Potret Pemilu Yang Demokratis dan Berkualitas

Oleh: Abd Haris, S.Ag, Anggota Panwascam Mendahara ulu, Kabupaten Tanjungjabung Timur, Jambi

Pemilihan Umum (Pemilu) merupakan salah satu pilar demokrasi sebagai wahana perwujudan kedaulatan rakyat guna menghasilkan pemerintahan yang demokratis. Pemerintahan yang dihasilkan dari pemilu diharapkan menjadi pemerintahan yang mendapat legitimasi yang kuat dan amanah. Pemilu pun menjadi tonggak tegaknya demokrasi, di mana rakyat secara langsung terlibat aktif dalam menentukan arah dan kebijakan politik negara untuk lima tahun ke depan

Potret partisipasi dalam pemilu tentu harus total dalam setiap rangkaian proses pemilu itu sendiri. Tidak bisa ditolerir jika partisipasi pemilu hanya aktif pada fase-fase tertentu saja, misalnya: partisipasi hanya ada pada saat di bilik suara atau TPS (tempat pemungutan suara) saja. Partisipasi yang ideal merupakan proses yang kontinyu, sedangkan proses pemilu pun mencakup tahap awal, saat, dan akhir pemilu.

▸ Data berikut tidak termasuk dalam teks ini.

use super::{ParameterState, UiState, ViewState};
use crate::app::export::ExportPipeline;
use crate::app::image_loader::ImageSlot;
use crate::app::interaction::InteractionState;
use crate::app::recompute::{CurveCache, LiveGeometry};
use crate::app::CommandLog;
use crate::shared::WarpOptions;

/// Hauptzustand der Anwendung
pub struct AppState {
    /// Geteilte Parameter (Kontrollpunkte, Warp-Werte, Export-Trigger)
    pub params: ParameterState,
    /// Kurve zu den aktuellen Kontrollpunkten
    pub curve: CurveCache,
    /// Live-Gitter und verformtes Vorschau-Netz
    pub live: LiveGeometry,
    /// Quellbild (Platzhalter bis ein Bild geladen ist)
    pub image: ImageSlot,
    /// Gesten-Zustände (Oberfläche, Handles)
    pub interaction: InteractionState,
    /// Export-Ablaufsteuerung
    pub export: ExportPipeline,
    /// View-State
    pub view: ViewState,
    /// UI-State
    pub ui: UiState,
    /// Verlauf ausgeführter Commands
    pub command_log: CommandLog,
    /// Laufzeit-Optionen
    pub options: WarpOptions,
    /// Signalisiert dem Host (eframe), die Anwendung kontrolliert zu beenden
    pub should_exit: bool,
}

impl AppState {
    /// Erstellt den Startzustand mit Standard-Optionen
    pub fn new() -> Self {
        Self::with_options(WarpOptions::default())
    }

    /// Erstellt den Startzustand aus geladenen Optionen.
    pub fn with_options(options: WarpOptions) -> Self {
        let params = ParameterState::from_options(&options);
        let mut image = ImageSlot::with_placeholder(&options);
        if let Some(url) = options.initial_image.as_deref() {
            image.start_load(url);
        }

        Self {
            curve: CurveCache::new(options.arc_samples_per_segment),
            live: LiveGeometry::new(params.resolution(), params.height_scale()),
            params,
            image,
            interaction: InteractionState::new(),
            export: ExportPipeline::new(),
            view: ViewState::new(),
            ui: UiState::new(),
            command_log: CommandLog::new(),
            options,
            should_exit: false,
        }
    }

    /// Anzahl der Kontrollpunkte (für UI-Anzeige)
    pub fn control_point_count(&self) -> usize {
        self.params.control_points().len()
    }

    /// Läuft gerade ein Export?
    pub fn is_exporting(&self) -> bool {
        self.params.is_exporting()
    }
}

impl Default for AppState {
    fn default() -> Self {
        Self::new()
    }
}
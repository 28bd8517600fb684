//! Application-Layer: Controller, State, Events, Interaktion, Recompute und Export.

pub mod command_log;
pub mod controller;
pub mod events;
pub mod export;
pub mod handlers;
pub mod image_loader;
mod intent_mapping;
pub mod interaction;
pub mod recompute;
pub mod render_scene;
/// Application State
///
/// Dieses Modul verwaltet den Zustand der Anwendung (Parameter, Bild, Gesten, View).
pub mod state;

pub use crate::core::PreviewCamera;
pub use command_log::CommandLog;
pub use controller::{AppController, TickReport};
pub use events::{AppCommand, AppIntent};
pub use export::{ExportEvent, ExportPlan, ExportReport, ExportSink, FileExportSink};
pub use image_loader::{ImageLoadEvent, ImageSlot};
pub use interaction::{GestureState, InteractionState, PointerId};
pub use recompute::RecomputeOutcome;
pub use render_scene::build as build_render_scene;
pub use state::{AppState, ParameterState, UiState, ViewState};
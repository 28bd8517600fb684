//! Application State — zentrale Datenhaltung.

mod app_state;
mod params;
mod ui;
mod view;

pub use app_state::AppState;
pub use params::ParameterState;
pub use ui::UiState;
pub use view::ViewState;
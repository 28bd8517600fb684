/// UI-bezogener Anwendungszustand
#[derive(Debug, Clone, Default)]
pub struct UiState {
    /// Ob der Bild-Auswahl-Dialog geöffnet werden soll
    pub show_image_dialog: bool,
    /// Eingabefeld für den Bildpfad im Eigenschaften-Panel
    pub image_url_input: String,
    /// Temporäre Statusnachricht (Export, Ladefehler)
    pub status_message: Option<String>,
}

impl UiState {
    /// Erstellt den Standard-UI-Zustand (alle Dialoge geschlossen).
    pub fn new() -> Self {
        Self {
            show_image_dialog: false,
            image_url_input: String::new(),
            status_message: None,
        }
    }
}
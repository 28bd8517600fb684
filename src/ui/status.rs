//! Status-Bar am unteren Bildschirmrand.

use crate::app::{AppIntent, AppState};

/// Rendert die Status-Bar
pub fn render_status_bar(ctx: &egui::Context, state: &AppState) -> Vec<AppIntent> {
    let mut events = Vec::new();

    egui::TopBottomPanel::bottom("status_bar").show(ctx, |ui| {
        ui.horizontal(|ui| {
            let image = state.image.current();
            if let Some(url) = state.image.loading_url() {
                ui.label(format!("Lade Bild: {}", url));
            } else {
                let (width, height) = image.dimensions();
                ui.label(format!("Bild: {} ({}x{})", image.label(), width, height));
            }

            ui.separator();

            match state.curve.current() {
                Some(curve) => ui.label(format!(
                    "Punkte: {} | Pfadlänge: {:.3}",
                    state.control_point_count(),
                    curve.length_approx()
                )),
                None => ui.label(format!(
                    "Punkte: {} | Kein Pfad",
                    state.control_point_count()
                )),
            };

            ui.separator();

            ui.label(format!(
                "Zoom: {:.2}x | Position: ({:.2}, {:.2})",
                state.view.camera.zoom, state.view.camera.position.x, state.view.camera.position.y
            ));

            if state.is_exporting() {
                ui.separator();
                ui.spinner();
                ui.label("Export läuft...");
            } else if let Some(report) = state.export.last_report() {
                ui.separator();
                ui.label(format!(
                    "Letzter Export: {}x{} px",
                    report.width, report.height
                ));
            }

            if let Some(ref msg) = state.ui.status_message {
                ui.separator();
                ui.label(egui::RichText::new(format!("⚠ {}", msg)).color(egui::Color32::YELLOW));
                if ui.small_button("✕").clicked() {
                    events.push(AppIntent::StatusMessageDismissed);
                }
            }

            // FPS-Anzeige (rechts)
            ui.with_layout(egui::Layout::right_to_left(egui::Align::Center), |ui| {
                ui.label(format!("FPS: {:.0}", ctx.input(|i| 1.0 / i.stable_dt)));
            });
        });
    });

    events
}
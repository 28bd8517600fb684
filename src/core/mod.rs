//! Core-Domänentypen: Spline, Gitter, Deformation, Netz, Strahl, Kamera, Quellbild.

pub mod bounds;
pub mod camera;
pub mod deform;
pub mod error;
pub mod grid;
pub mod mesh;
pub mod ray;
pub mod source_image;
/// Pfad-Modell
///
/// Zentripetale Catmull-Rom-Kurve mit Bogenlängen-Abfragen.
pub mod spline;

pub use bounds::Bounds3;
pub use camera::PreviewCamera;
pub use deform::{deform, deform_into, deform_vertex, path_fraction, WarpParams};
pub use error::{WarpError, WarpResult};
pub use grid::FlatGrid;
pub use mesh::DeformedMesh;
pub use ray::{Plane, Ray};
pub use source_image::SourceImage;
pub use spline::PathCurve;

Ada beberapa cara yang dapat ditempuh agar masyarakat dapat berartisipasi dengan massif dalam pemilu tahun 2019 nanti.

Misalnya adalah: Pertama, seyogyanya peranan pemerintah daerah harus lebih optimal lagi dalam meningkatkan partisipasi pada pilkada serentak 2019 ini. Secara matematis, angka partisipasi yang baik adalah 77,50% ke atas. Sebab bagaimanapun juga, tingginya angka golput pada setiap kegiatan pemilu menjadi indikator apatisnya masyarakat atas kandidat-kandidat yang ditawarkan sebagai calon pemimpin daerah oleh partai politik yang ada. Kedua, pemerintah juga dirasakan perlu untuk melakukan sosialisasi secara massif.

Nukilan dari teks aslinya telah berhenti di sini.